Speech Compressor Example


; This code implements a compressor for noisy speech audio.
; There are actually two compressors that can be used in 
; series. The first is
; a fairly standard one: it detects signal level with an RMS
; detector and used table-lookup to determine how much gain
; to place on the original signal at that point. One bit of
; cleverness here is that the RMS envelope is "followed" or
; enveloped using SND-FOLLOW, which does look-ahead to anticipate
; peaks before they happen.
;
; The other piece of high-tech is COMPRESS-MAP, which builds 
; a map in terms of compression and expansion. What I recommend
; is figure out the noise floor on the signal you are compressing.
; Use a compression map that leaves the noise alone and boosts
; signals that are well above the noise floor.
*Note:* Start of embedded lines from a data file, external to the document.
//! # Seed Data Generator
//!
//! Populates a LightBnB database for development.
//!
//! ## Usage
//! ```bash
//! # Generate 50 properties (default) with owners, guests, stays and reviews
//! cargo run -p lightbnb-db --bin seed
//!
//! # Generate custom amount
//! cargo run -p lightbnb-db --bin seed -- --count 200
//!
//! # Specify database path (otherwise $LIGHTBNB_DB_PATH or ./lightbnb.db)
//! cargo run -p lightbnb-db --bin seed -- --db ./data/lightbnb.db
//!
//! # Import fixtures instead of generating
//! cargo run -p lightbnb-db --bin seed -- --users users.json --properties properties.json
//! ```
//!
//! ## Generated Data
//! - One owner per five properties, plus as many guests as owners
//! - Properties spread across a fixed list of Canadian cities
//! - Price: $45.00 - $344.00 per night
//! - Every property gets a past stay, two thirds of them a review (1-5)
//!
//! ## JSON Fixtures
//! `--users` expects an array of `{ "name", "email", "password" }`;
//! `--properties` an array of new-property objects whose `owner_id`
//! refers to a user that exists after the user import.

use chrono::{Duration, NaiveDate};
use lightbnb_core::{NewProperty, NewPropertyReview, NewReservation, NewUser, PropertyFilter};
use lightbnb_db::{Database, DbConfig};
use std::env;
use std::path::Path;
use tracing::{info, warn};
use tracing_subscriber::EnvFilter;

/// Already hashed; the data layer never hashes passwords.
const SEED_PASSWORD_HASH: &str = "$2a$10$FB/BOAVhpuLvpOREQVmvmezD4ED/.JBIDRh70tGevYzYzQgFId2u.";

/// (city, province)
const CITIES: &[(&str, &str)] = &[
    ("Vancouver", "British Columbia"),
    ("North Vancouver", "British Columbia"),
    ("Kelowna", "British Columbia"),
    ("Calgary", "Alberta"),
    ("Edmonton", "Alberta"),
    ("Toronto", "Ontario"),
    ("Ottawa", "Ontario"),
    ("Montreal", "Quebec"),
    ("Halifax", "Nova Scotia"),
    ("Whitehorse", "Yukon"),
];

const ADJECTIVES: &[&str] = &[
    "Cozy", "Sunny", "Quiet", "Rustic", "Modern", "Bright", "Hidden", "Grand",
];

const KINDS: &[&str] = &["Loft", "Cabin", "Studio", "Cottage", "Suite", "Bungalow"];

const STREETS: &[&str] = &["Nami Road", "Jaebvap Way", "Sotboske Avenue", "Habit Lane"];

const REVIEW_MESSAGES: &[&str] = &[
    "Great stay, would book again.",
    "Clean and close to everything.",
    "Smaller than the photos suggest.",
    "Host was very responsive.",
];

#[tokio::main]
async fn main() -> Result<(), Box<dyn std::error::Error>> {
    init_tracing();

    let args: Vec<String> = env::args().collect();

    let mut count: usize = 50;
    let mut db_path: Option<String> = None;
    let mut users_file: Option<String> = None;
    let mut properties_file: Option<String> = None;

    let mut i = 1;
    while i < args.len() {
        match args[i].as_str() {
            "--count" | "-c" => {
                if i + 1 < args.len() {
                    count = args[i + 1].parse().unwrap_or(50);
                    i += 1;
                }
            }
            "--db" | "-d" => {
                if i + 1 < args.len() {
                    db_path = Some(args[i + 1].clone());
                    i += 1;
                }
            }
            "--users" => {
                if i + 1 < args.len() {
                    users_file = Some(args[i + 1].clone());
                    i += 1;
                }
            }
            "--properties" => {
                if i + 1 < args.len() {
                    properties_file = Some(args[i + 1].clone());
                    i += 1;
                }
            }
            "--help" | "-h" => {
                println!("LightBnB Seed Data Generator");
                println!();
                println!("Usage: seed [OPTIONS]");
                println!();
                println!("Options:");
                println!("  -c, --count <N>          Number of properties to generate (default: 50)");
                println!("  -d, --db <PATH>          Database file path (default: $LIGHTBNB_DB_PATH or ./lightbnb.db)");
                println!("      --users <FILE>       Import users from a JSON array");
                println!("      --properties <FILE>  Import properties from a JSON array");
                println!("  -h, --help               Show this help message");
                return Ok(());
            }
            other => warn!(argument = %other, "Ignoring unknown argument"),
        }
        i += 1;
    }

    let mut config = DbConfig::from_env()?;
    if let Some(path) = db_path {
        config.database_path = path.into();
    }

    println!("🌱 LightBnB Seed Data Generator");
    println!("==============================");
    println!("Database: {}", config.database_path.display());
    println!();

    let db = Database::new(config).await?;

    println!("✓ Connected to database");
    println!("✓ Migrations applied");

    let existing = db.users().count().await?;
    if existing > 0 {
        println!("⚠ Database already has {} users", existing);
        println!("  Skipping seed to avoid duplicates.");
        println!("  Delete the database file to regenerate.");
        db.close().await;
        return Ok(());
    }

    let start = std::time::Instant::now();

    if users_file.is_some() || properties_file.is_some() {
        import_fixtures(&db, users_file.as_deref(), properties_file.as_deref()).await?;
    } else {
        println!();
        println!("Generating {} properties...", count);
        generate(&db, count).await?;
    }

    println!();
    println!("✓ Seeded in {:?}", start.elapsed());
    println!(
        "  Users: {}, active properties: {}",
        db.users().count().await?,
        db.properties().count().await?
    );

    println!();
    println!("Verifying search...");
    let all = db.properties().search(&PropertyFilter::default(), 10).await?;
    println!("  No filter: {} results", all.len());

    let rated = PropertyFilter {
        city: Some("Vancouver".to_string()),
        minimum_rating: Some(3.0),
        ..Default::default()
    };
    let results = db.properties().search(&rated, 10).await?;
    println!("  Vancouver, rated 3+: {} results", results.len());
    for listing in &results {
        println!(
            "    {} ({}) {}/night, rating {:.1}",
            listing.property.title,
            listing.property.city,
            listing.property.cost(),
            listing.average_rating.unwrap_or_default()
        );
    }

    println!();
    println!("✓ Seed complete!");

    db.close().await;
    Ok(())
}

/// Sets up the global tracing subscriber.
///
/// ## Log Levels
/// - `RUST_LOG=debug` - Show debug messages (including generated SQL)
/// - `RUST_LOG=lightbnb=trace` - Show trace for lightbnb crates only
/// - Default: INFO level, DEBUG for lightbnb crates
fn init_tracing() {
    let filter = EnvFilter::try_from_default_env()
        .unwrap_or_else(|_| EnvFilter::new("info,lightbnb=debug,sqlx=warn"));

    tracing_subscriber::fmt().with_env_filter(filter).init();
}

/// Loads users and/or properties from JSON arrays.
async fn import_fixtures(
    db: &Database,
    users_file: Option<&str>,
    properties_file: Option<&str>,
) -> Result<(), Box<dyn std::error::Error>> {
    if let Some(path) = users_file {
        let users: Vec<NewUser> = read_json(path)?;
        let mut imported = 0;
        for user in &users {
            match db.users().insert(user).await {
                Ok(_) => imported += 1,
                Err(e) => eprintln!("Failed to import user {}: {}", user.email, e),
            }
        }
        println!("✓ Imported {}/{} users from {}", imported, users.len(), path);
    }

    if let Some(path) = properties_file {
        let properties: Vec<NewProperty> = read_json(path)?;
        let mut imported = 0;
        for property in &properties {
            match db.properties().insert(property).await {
                Ok(_) => imported += 1,
                Err(e) => eprintln!("Failed to import property {}: {}", property.title, e),
            }
        }
        println!(
            "✓ Imported {}/{} properties from {}",
            imported,
            properties.len(),
            path
        );
    }

    Ok(())
}

fn read_json<T: serde::de::DeserializeOwned>(
    path: impl AsRef<Path>,
) -> Result<T, Box<dyn std::error::Error>> {
    let raw = std::fs::read_to_string(path)?;
    Ok(serde_json::from_str(&raw)?)
}

/// Generates owners, guests, properties, past stays and reviews.
///
/// Deterministic: the same `count` always yields the same data.
async fn generate(db: &Database, count: usize) -> Result<(), Box<dyn std::error::Error>> {
    let people = count.div_ceil(5).max(1);

    let mut owners = Vec::with_capacity(people);
    let mut guests = Vec::with_capacity(people);
    for n in 0..people {
        owners.push(db.users().insert(&seed_user("Owner", n)).await?.id);
        guests.push(db.users().insert(&seed_user("Guest", n)).await?.id);
    }
    println!("  Created {} owners and {} guests", owners.len(), guests.len());

    let mut created = 0;
    let mut reviewed = 0;
    for seed in 0..count {
        let owner_id = owners[seed % owners.len()];
        let property = match db.properties().insert(&seed_property(owner_id, seed)).await {
            Ok(property) => property,
            Err(e) => {
                eprintln!("Failed to insert property #{}: {}", seed, e);
                continue;
            }
        };
        created += 1;

        let guest_id = guests[(seed * 7) % guests.len()];
        let (start_date, end_date) = seed_stay(seed);
        let stay = db
            .reservations()
            .insert(&NewReservation {
                start_date,
                end_date,
                property_id: property.id,
                guest_id,
            })
            .await?;

        if seed % 3 != 2 {
            db.reviews()
                .insert(&NewPropertyReview {
                    guest_id,
                    property_id: property.id,
                    reservation_id: stay.id,
                    rating: (seed % 5) as i64 + 1,
                    message: Some(REVIEW_MESSAGES[seed % REVIEW_MESSAGES.len()].to_string()),
                })
                .await?;
            reviewed += 1;
        }

        if (seed + 1) % 25 == 0 {
            info!(generated = seed + 1, "Seeding progress");
        }
    }

    println!("  Created {}/{} properties, {} reviewed", created, count, reviewed);
    Ok(())
}

fn seed_user(role: &str, n: usize) -> NewUser {
    NewUser {
        name: format!("{} {}", role, n + 1),
        email: format!("{}{}@example.com", role.to_lowercase(), n + 1),
        password: SEED_PASSWORD_HASH.to_string(),
    }
}

fn seed_property(owner_id: i64, seed: usize) -> NewProperty {
    let (city, province) = CITIES[seed % CITIES.len()];
    let title = format!(
        "{} {}",
        ADJECTIVES[seed % ADJECTIVES.len()],
        KINDS[(seed / ADJECTIVES.len()) % KINDS.len()]
    );
    let photo = 2_086_676 + seed;

    NewProperty {
        owner_id,
        title,
        description: Some(format!("A place to stay in {}.", city)),
        thumbnail_photo_url: format!("https://images.pexels.com/photos/{0}/pexels-photo-{0}.jpeg?h=350", photo),
        cover_photo_url: format!("https://images.pexels.com/photos/{0}/pexels-photo-{0}.jpeg", photo),
        // $45.00 - $344.00
        cost_per_night: 4_500 + ((seed * 3_700) % 30_000) as i64,
        parking_spaces: (seed % 4) as i64,
        number_of_bathrooms: 1 + (seed % 3) as i64,
        number_of_bedrooms: 1 + (seed % 5) as i64,
        country: "Canada".to_string(),
        street: format!("{} {}", 100 + seed, STREETS[seed % STREETS.len()]),
        city: city.to_string(),
        province: province.to_string(),
        post_code: format!("{:05}", 10_000 + seed * 37),
    }
}

/// A stay of 2-8 nights spread over 2018-2020.
fn seed_stay(seed: usize) -> (NaiveDate, NaiveDate) {
    let epoch = NaiveDate::from_ymd_opt(2018, 1, 1).unwrap_or_default();
    let start = epoch + Duration::days(((seed * 23) % 1_000) as i64);
    let end = start + Duration::days(2 + (seed % 7) as i64);
    (start, end)
}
Alas, the COMPRESS-MAP
; function is not written in these terms, so some head-scratching is
; involved. Maybe I'll write another map generator if someone has a
; good application to test with.

; COMPRESS-MAP -- constructs a map for the compress function
;
; The map consists of two parts: a compression part and an expansion part.
; The intended use is to compress everything above compress-threshold by
; compress-ratio, and to downward expand everything below expand-ratio
; by expand-ratio.  Thresholds are in dB and ratios are dB-per-dB.
; 0dB corresponds to a peak amplitude of 1.0 or rms amplitude of 0.7
; If the input goes above 0dB, the output can optionally be limited
; by setting :limit (a keyword parameter) to T. This effectively changes 
; the compression ratio to infinity at 0dB.  If :limit is NIL
; (the default), then the compression-ratio continues to apply above 0dB.
; 
; Another keyword parameter, :transition, sets the amount below the
; thresholds (in dB) that a smooth transition starts. The default is 0,
; meaning that there is no smooth transition.
; 
; It is assumed that expand-threshold <= compress-threshold <= 0
; The gain is unity at 0dB so if compression-ratio > 1, then gain
; will be greater than unity below 0dB

; RETURNS: a sound for use in the SHAPE function. The sound maps input
; dB to gain. Time 1.0 corresponds to 0dB, and Time 0.0 corresponds to
; -100 dB, and Time 2.0 corresponds to +100dB, so this is a 
; 100hz "sample rate" sound. The sound gives gain in dB.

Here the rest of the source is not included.